YOUR OBJECTIVE → Print the whole listing again, exactly as it stands.

AVAILABLE DATA →

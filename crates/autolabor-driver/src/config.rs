use std::path::Path;

use autolabor_kinematics::{DifferentialDrive, DriveLimits, OdomSource};
use config::{Config, ConfigError, Environment, File, FileFormat};
use serde::Deserialize;
use tracing::{error, info};

use crate::error::DriverError;

pub const DEFAULT_CONFIG_PATH: &str = "config/default.toml";

/// Environment variables named `AUTOLABOR_<SECTION>__<KEY>` override file values.
const ENV_PREFIX: &str = "AUTOLABOR";

/// Table in the configuration file holding [`DriverConfig`].
const DRIVER_SECTION: &str = "driver";

/// Static drive parameters, read once at startup.
#[derive(Debug, Clone, PartialEq, Deserialize)]
#[serde(default)]
pub struct DriverConfig {
    /// Distance between left and right wheel centres (m).
    pub wheel_separation: f64,
    /// Distance between front and rear axles (m). Only used to place wheel frames.
    pub wheelbase: f64,
    pub wheel_diameter: f64,
    /// Stall torque of one wheel motor (N·m).
    pub wheel_torque: f64,
    /// Slope of the linear motor torque/speed curve (N·m per rad/s).
    pub torque_speed_gradient: f64,
    /// Explicit wheel speed cap (m/s); replaces the torque-derived one when set.
    pub max_wheel_speed: Option<f64>,
    /// Wheel acceleration limit (m/s²). Zero or less disables ramping.
    pub wheel_accel: f64,
    /// Update rate (Hz). Zero or less updates on every tick.
    pub update_rate: f64,
    /// Seconds without a command before falling back to zero. Zero or less disables the watchdog.
    pub command_timeout: f64,
    pub odometry_source: OdomSource,

    pub odometry_frame: String,
    pub robot_base_frame: String,
    pub world_frame: String,
    pub tf_prefix: String,

    pub publish_odom_tf: bool,
    pub publish_wheel_tf: bool,
    pub publish_world_tf: bool,
    pub publish_wheel_joint_state: bool,
}

impl Default for DriverConfig {
    fn default() -> Self {
        DriverConfig {
            wheel_separation: 0.5,
            wheelbase: 0.4,
            wheel_diameter: 0.25,
            wheel_torque: 20.0,
            torque_speed_gradient: 2.0,
            max_wheel_speed: None,
            wheel_accel: 1.0,
            update_rate: 100.0,
            command_timeout: 0.5,
            odometry_source: OdomSource::Encoder,
            odometry_frame: "odom".to_string(),
            robot_base_frame: "base_footprint".to_string(),
            world_frame: "world".to_string(),
            tf_prefix: String::new(),
            publish_odom_tf: true,
            publish_wheel_tf: false,
            publish_world_tf: false,
            publish_wheel_joint_state: true,
        }
    }
}

impl DriverConfig {
    /// Read the `[driver]` table from a loaded configuration. A missing table yields defaults.
    pub fn from_config(settings: &Config) -> Result<Self, DriverError> {
        match settings.get::<DriverConfig>(DRIVER_SECTION) {
            Ok(config) => Ok(config),
            Err(ConfigError::NotFound(_)) => {
                info!("No [{}] table in configuration, using defaults", DRIVER_SECTION);
                Ok(DriverConfig::default())
            }
            Err(e) => Err(e.into()),
        }
    }

    /// Validated wheel geometry.
    pub fn drive(&self) -> Result<DifferentialDrive, DriverError> {
        Ok(DifferentialDrive::new(self.wheel_separation, self.wheel_diameter)?)
    }

    /// Speed and acceleration limits, torque-derived unless `max_wheel_speed` is set.
    pub fn limits(&self) -> Result<DriveLimits, DriverError> {
        let limits = match self.max_wheel_speed {
            Some(max_speed) => DriveLimits::new(max_speed, self.wheel_accel)?,
            None => DriveLimits::from_torque(
                self.wheel_torque,
                self.torque_speed_gradient,
                self.wheel_diameter,
                self.wheel_accel,
            )?,
        };
        Ok(limits)
    }

    /// Check every parameter the driver depends on.
    pub fn validate(&self) -> Result<(), DriverError> {
        self.drive()?;
        self.limits()?;
        if !self.update_rate.is_finite() || !self.command_timeout.is_finite() {
            return Err(DriverError::InvalidConfiguration(
                autolabor_kinematics::KinematicsError::InvalidConfiguration(
                    "update rate and command timeout must be finite",
                ),
            ));
        }
        if !(self.wheelbase >= 0.0) {
            return Err(DriverError::InvalidConfiguration(
                autolabor_kinematics::KinematicsError::InvalidConfiguration(
                    "wheelbase must not be negative",
                ),
            ));
        }
        Ok(())
    }

    /// `frame` with the tf prefix applied, if one is configured.
    pub fn prefixed(&self, frame: &str) -> String {
        if self.tf_prefix.is_empty() {
            frame.to_string()
        } else {
            format!("{}/{}", self.tf_prefix.trim_end_matches('/'), frame)
        }
    }
}

/// Load a TOML configuration file, layering `AUTOLABOR_*` environment overrides on top.
pub fn load_config(path: impl AsRef<Path>) -> Result<Config, ConfigError> {
    let path = path.as_ref();
    info!("Attempting to load configuration from {}", path.display());

    let settings = Config::builder()
        .add_source(File::from(path).format(FileFormat::Toml).required(true))
        .add_source(
            Environment::with_prefix(ENV_PREFIX)
                .prefix_separator("_")
                .separator("__")
                .try_parsing(true),
        )
        .build();

    match settings {
        Ok(config) => {
            info!("Successfully loaded configuration from {}", path.display());
            Ok(config)
        }
        Err(e) => {
            error!("Failed to load configuration: {}", e);
            Err(e)
        }
    }
}

#[cfg(test)]
mod tests {
    use super::*;
    const EPSILON: f64 = 1e-9;

    #[test]
    fn test_defaults_are_valid() {
        let config = DriverConfig::default();
        config.validate().unwrap();
        assert!((config.limits().unwrap().max_speed() - 1.25).abs() < EPSILON);
    }

    #[test]
    fn test_explicit_speed_cap_wins() {
        let config = DriverConfig {
            max_wheel_speed: Some(0.8),
            ..DriverConfig::default()
        };
        assert!((config.limits().unwrap().max_speed() - 0.8).abs() < EPSILON);
    }

    #[test]
    fn test_bad_geometry_is_rejected() {
        let config = DriverConfig {
            wheel_separation: 0.0,
            ..DriverConfig::default()
        };
        assert!(matches!(
            config.validate(),
            Err(DriverError::InvalidConfiguration(_))
        ));

        let config = DriverConfig {
            wheel_diameter: -0.1,
            ..DriverConfig::default()
        };
        assert!(config.validate().is_err());
    }

    #[test]
    fn test_negative_update_rate_is_not_an_error() {
        let config = DriverConfig {
            update_rate: -10.0,
            ..DriverConfig::default()
        };
        config.validate().unwrap();
    }

    #[test]
    fn test_prefixed_frames() {
        let mut config = DriverConfig::default();
        assert_eq!(config.prefixed("odom"), "odom");
        config.tf_prefix = "robot1/".to_string();
        assert_eq!(config.prefixed("odom"), "robot1/odom");
    }
}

SOLUTION TO THIS TASK →
filename crates/autolabor-driver/src/config.rs
use std::path::Path;

use autolabor_kinematics::{DifferentialDrive, DriveLimits, OdomSource};
use config::{Config, ConfigError, Environment, File, FileFormat};
use serde::Deserialize;
use tracing::{error, info};

use crate::error::DriverError;

pub const DEFAULT_CONFIG_PATH: &str = "config/default.toml";

/// Environment variables named `AUTOLABOR_<SECTION>__<KEY>` override file values.
const ENV_PREFIX: &str = "AUTOLABOR";

/// Table in the configuration file holding [`DriverConfig`].
const DRIVER_SECTION: &str = "driver";

/// Static drive parameters, read once at startup.
#[derive(Debug, Clone, PartialEq, Deserialize)]
#[serde(default)]
pub struct DriverConfig {
    /// Distance between left and right wheel centres (m).
    pub wheel_separation: f64,
    /// Distance between front and rear axles (m). Only used to place wheel frames.
    pub wheelbase: f64,
    pub wheel_diameter: f64,
    /// Stall torque of one wheel motor (N·m).
    pub wheel_torque: f64,
    /// Slope of the linear motor torque/speed curve (N·m per rad/s).
    pub torque_speed_gradient: f64,
    /// Explicit wheel speed cap (m/s); replaces the torque-derived one when set.
    pub max_wheel_speed: Option<f64>,
    /// Wheel acceleration limit (m/s²). Zero or less disables ramping.
    pub wheel_accel: f64,
    /// Update rate (Hz). Zero or less updates on every tick.
    pub update_rate: f64,
    /// Seconds without a command before falling back to zero. Zero or less disables the watchdog.
    pub command_timeout: f64,
    pub odometry_source: OdomSource,

    pub odometry_frame: String,
    pub robot_base_frame: String,
    pub world_frame: String,
    pub tf_prefix: String,

    pub publish_odom_tf: bool,
    pub publish_wheel_tf: bool,
    pub publish_world_tf: bool,
    pub publish_wheel_joint_state: bool,
}

impl Default for DriverConfig {
    fn default() -> Self {
        DriverConfig {
            wheel_separation: 0.5,
            wheelbase: 0.4,
            wheel_diameter: 0.25,
            wheel_torque: 20.0,
            torque_speed_gradient: 2.0,
            max_wheel_speed: None,
            wheel_accel: 1.0,
            update_rate: 100.0,
            command_timeout: 0.5,
            odometry_source: OdomSource::Encoder,
            odometry_frame: "odom".to_string(),
            robot_base_frame: "base_footprint".to_string(),
            world_frame: "world".to_string(),
            tf_prefix: String::new(),
            publish_odom_tf: true,
            publish_wheel_tf: false,
            publish_world_tf: false,
            publish_wheel_joint_state: true,
        }
    }
}

impl DriverConfig {
    /// Read the `[driver]` table from a loaded configuration. A missing table yields defaults.
    pub fn from_config(settings: &Config) -> Result<Self, DriverError> {
        match settings.get::<DriverConfig>(DRIVER_SECTION) {
            Ok(config) => Ok(config),
            Err(ConfigError::NotFound(_)) => {
                info!("No [{}] table in configuration, using defaults", DRIVER_SECTION);
                Ok(DriverConfig::default())
            }
            Err(e) => Err(e.into()),
        }
    }

    /// Validated wheel geometry.
    pub fn drive(&self) -> Result<DifferentialDrive, DriverError> {
        Ok(DifferentialDrive::new(self.wheel_separation, self.wheel_diameter)?)
    }

    /// Speed and acceleration limits, torque-derived unless `max_wheel_speed` is set.
    pub fn limits(&self) -> Result<DriveLimits, DriverError> {
        let limits = match self.max_wheel_speed {
            Some(max_speed) => DriveLimits::new(max_speed, self.wheel_accel)?,
            None => DriveLimits::from_torque(
                self.wheel_torque,
                self.torque_speed_gradient,
                self.wheel_diameter,
                self.wheel_accel,
            )?,
        };
        Ok(limits)
    }

    /// Check every parameter the driver depends on.
    pub fn validate(&self) -> Result<(), DriverError> {
        self.drive()?;
        self.limits()?;
        if !self.update_rate.is_finite() || !self.command_timeout.is_finite() {
            return Err(DriverError::InvalidConfiguration(
                autolabor_kinematics::KinematicsError::InvalidConfiguration(
                    "update rate and command timeout must be finite",
                ),
            ));
        }
        if !(self.wheelbase >= 0.0) {
            return Err(DriverError::InvalidConfiguration(
                autolabor_kinematics::KinematicsError::InvalidConfiguration(
                    "wheelbase must not be negative",
                ),
            ));
        }
        Ok(())
    }

    /// `frame` with the tf prefix applied, if one is configured.
    pub fn prefixed(&self, frame: &str) -> String {
        if self.tf_prefix.is_empty() {
            frame.to_string()
        } else {
            format!("{}/{}", self.tf_prefix.trim_end_matches('/'), frame)
        }
    }
}

/// Load a TOML configuration file, layering `AUTOLABOR_*` environment overrides on top.
pub fn load_config(path: impl AsRef<Path>) -> Result<Config, ConfigError> {
    let path = path.as_ref();
    info!("Attempting to load configuration from {}", path.display());

    let settings = Config::builder()
        .add_source(File::from(path).format(FileFormat::Toml).required(true))
        .add_source(
            Environment::with_prefix(ENV_PREFIX)
                .prefix_separator("_")
                .separator("__")
                .try_parsing(true),
        )
        .build();

    match settings {
        Ok(config) => {
            info!("Successfully loaded configuration from {}", path.display());
            Ok(config)
        }
        Err(e) => {
            error!("Failed to load configuration: {}", e);
            Err(e)
        }
    }
}

#[cfg(test)]
mod tests {
    use super::*;
    const EPSILON: f64 = 1e-9;

    #[test]
    fn test_defaults_are_valid() {
        let config = DriverConfig::default();
        config.validate().unwrap();
        assert!((config.limits().unwrap().max_speed() - 1.25).abs() < EPSILON);
    }

    #[test]
    fn test_explicit_speed_cap_wins() {
        let config = DriverConfig {
            max_wheel_speed: Some(0.8),
            ..DriverConfig::default()
        };
        assert!((config.limits().unwrap().max_speed() - 0.8).abs() < EPSILON);
    }

    #[test]
    fn test_bad_geometry_is_rejected() {
        let config = DriverConfig {
            wheel_separation: 0.0,
            ..DriverConfig::default()
        };
        assert!(matches!(
            config.validate(),
            Err(DriverError::InvalidConfiguration(_))
        ));

        let config = DriverConfig {
            wheel_diameter: -0.1,
            ..DriverConfig::default()
        };
        assert!(config.validate().is_err());
    }

    #[test]
    fn test_negative_update_rate_is_not_an_error() {
        let config = DriverConfig {
            update_rate: -10.0,
            ..DriverConfig::default()
        };
        config.validate().unwrap();
    }

    #[test]
    fn test_prefixed_frames() {
        let mut config = DriverConfig::default();
        assert_eq!(config.prefixed("odom"), "odom");
        config.tf_prefix = "robot1/".to_string();
        assert_eq!(config.prefixed("odom"), "robot1/odom");
    }
}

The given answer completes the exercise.